[Stored entries]

■ ■ ■

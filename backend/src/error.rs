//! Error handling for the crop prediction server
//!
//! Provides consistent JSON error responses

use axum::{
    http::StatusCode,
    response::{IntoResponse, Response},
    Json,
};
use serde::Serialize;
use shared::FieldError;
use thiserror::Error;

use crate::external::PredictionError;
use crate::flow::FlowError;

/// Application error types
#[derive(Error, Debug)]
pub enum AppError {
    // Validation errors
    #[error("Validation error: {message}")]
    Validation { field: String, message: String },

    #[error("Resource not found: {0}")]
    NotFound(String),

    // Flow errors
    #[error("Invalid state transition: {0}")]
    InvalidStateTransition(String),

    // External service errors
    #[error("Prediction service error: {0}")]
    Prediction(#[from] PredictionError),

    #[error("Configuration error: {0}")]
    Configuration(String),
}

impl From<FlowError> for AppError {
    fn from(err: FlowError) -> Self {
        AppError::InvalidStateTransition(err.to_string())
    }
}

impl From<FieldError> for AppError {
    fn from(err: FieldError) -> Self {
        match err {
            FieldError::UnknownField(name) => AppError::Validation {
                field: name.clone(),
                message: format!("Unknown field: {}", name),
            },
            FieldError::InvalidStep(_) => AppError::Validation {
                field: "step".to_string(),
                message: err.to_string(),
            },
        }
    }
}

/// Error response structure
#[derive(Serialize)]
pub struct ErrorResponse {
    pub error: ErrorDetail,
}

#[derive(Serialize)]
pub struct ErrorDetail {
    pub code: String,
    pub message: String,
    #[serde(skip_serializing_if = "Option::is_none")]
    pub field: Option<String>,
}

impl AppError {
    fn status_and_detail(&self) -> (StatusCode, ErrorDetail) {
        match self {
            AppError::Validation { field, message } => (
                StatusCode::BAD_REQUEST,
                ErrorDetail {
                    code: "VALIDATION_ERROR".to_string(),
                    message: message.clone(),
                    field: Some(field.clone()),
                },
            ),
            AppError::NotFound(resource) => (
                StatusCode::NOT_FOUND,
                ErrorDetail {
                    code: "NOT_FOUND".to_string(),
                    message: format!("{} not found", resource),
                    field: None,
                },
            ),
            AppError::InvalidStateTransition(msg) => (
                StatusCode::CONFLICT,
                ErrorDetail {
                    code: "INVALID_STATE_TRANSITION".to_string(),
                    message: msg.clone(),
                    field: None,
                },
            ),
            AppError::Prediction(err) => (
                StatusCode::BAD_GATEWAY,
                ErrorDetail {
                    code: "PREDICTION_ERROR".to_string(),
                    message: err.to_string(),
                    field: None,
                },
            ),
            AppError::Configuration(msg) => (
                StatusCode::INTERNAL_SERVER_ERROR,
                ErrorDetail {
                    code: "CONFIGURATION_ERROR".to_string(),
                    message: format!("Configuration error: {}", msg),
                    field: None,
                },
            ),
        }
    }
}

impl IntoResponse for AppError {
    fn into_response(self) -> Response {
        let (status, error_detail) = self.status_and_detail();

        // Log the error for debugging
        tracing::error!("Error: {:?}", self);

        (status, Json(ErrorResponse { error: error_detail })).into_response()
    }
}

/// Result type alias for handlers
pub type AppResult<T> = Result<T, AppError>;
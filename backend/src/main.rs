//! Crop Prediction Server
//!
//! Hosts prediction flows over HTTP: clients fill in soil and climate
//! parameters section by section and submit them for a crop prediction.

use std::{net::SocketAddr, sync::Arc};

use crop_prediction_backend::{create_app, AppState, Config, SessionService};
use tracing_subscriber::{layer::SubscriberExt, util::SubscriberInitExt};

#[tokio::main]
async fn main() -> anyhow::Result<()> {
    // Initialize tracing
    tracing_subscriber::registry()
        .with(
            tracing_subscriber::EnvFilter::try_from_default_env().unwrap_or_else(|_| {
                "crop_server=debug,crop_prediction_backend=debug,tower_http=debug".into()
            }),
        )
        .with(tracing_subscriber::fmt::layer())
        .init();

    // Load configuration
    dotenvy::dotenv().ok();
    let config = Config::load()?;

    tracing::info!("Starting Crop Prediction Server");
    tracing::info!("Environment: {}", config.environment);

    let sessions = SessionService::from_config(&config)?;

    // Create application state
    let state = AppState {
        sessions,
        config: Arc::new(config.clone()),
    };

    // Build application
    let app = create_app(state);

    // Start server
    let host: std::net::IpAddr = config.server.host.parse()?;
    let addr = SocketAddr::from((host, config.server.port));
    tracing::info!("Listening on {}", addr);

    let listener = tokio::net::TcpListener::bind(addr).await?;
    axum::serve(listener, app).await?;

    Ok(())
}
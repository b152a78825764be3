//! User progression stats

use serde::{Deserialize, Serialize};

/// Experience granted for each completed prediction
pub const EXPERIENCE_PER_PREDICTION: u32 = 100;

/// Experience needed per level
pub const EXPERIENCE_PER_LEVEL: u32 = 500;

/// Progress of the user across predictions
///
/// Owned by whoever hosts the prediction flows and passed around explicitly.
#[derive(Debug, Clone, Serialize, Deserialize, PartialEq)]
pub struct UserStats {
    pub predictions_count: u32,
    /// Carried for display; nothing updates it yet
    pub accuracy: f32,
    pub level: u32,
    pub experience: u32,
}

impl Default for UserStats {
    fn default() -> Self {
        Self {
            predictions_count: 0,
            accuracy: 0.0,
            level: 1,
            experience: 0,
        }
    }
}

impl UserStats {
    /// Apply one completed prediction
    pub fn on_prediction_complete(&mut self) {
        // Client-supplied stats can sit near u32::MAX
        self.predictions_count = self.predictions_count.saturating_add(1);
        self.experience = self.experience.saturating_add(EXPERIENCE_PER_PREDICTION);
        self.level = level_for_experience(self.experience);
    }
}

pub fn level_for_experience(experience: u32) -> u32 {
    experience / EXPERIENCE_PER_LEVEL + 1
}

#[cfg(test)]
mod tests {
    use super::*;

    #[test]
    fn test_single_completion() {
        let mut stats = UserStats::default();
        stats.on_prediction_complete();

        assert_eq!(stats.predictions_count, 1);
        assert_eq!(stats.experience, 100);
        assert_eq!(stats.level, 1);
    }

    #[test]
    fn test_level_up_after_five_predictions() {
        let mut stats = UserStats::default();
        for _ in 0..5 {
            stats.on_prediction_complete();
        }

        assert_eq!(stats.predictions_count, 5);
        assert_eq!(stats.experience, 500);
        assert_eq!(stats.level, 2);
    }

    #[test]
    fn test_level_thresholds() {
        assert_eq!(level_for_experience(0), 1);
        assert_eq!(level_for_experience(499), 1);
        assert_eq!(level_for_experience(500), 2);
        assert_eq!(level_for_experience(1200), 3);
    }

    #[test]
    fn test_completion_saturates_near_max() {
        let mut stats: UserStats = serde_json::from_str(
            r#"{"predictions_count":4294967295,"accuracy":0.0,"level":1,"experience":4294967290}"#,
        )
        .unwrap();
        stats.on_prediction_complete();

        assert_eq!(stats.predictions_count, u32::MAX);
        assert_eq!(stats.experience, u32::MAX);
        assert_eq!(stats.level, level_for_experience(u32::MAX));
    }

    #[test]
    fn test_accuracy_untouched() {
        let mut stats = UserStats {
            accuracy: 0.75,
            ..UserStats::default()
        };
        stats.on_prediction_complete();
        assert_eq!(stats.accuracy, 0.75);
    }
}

■ ■ ■

Among the records, find every line holding the word "filename" and copy it.

filename backend/src/error.rs
filename backend/src/main.rs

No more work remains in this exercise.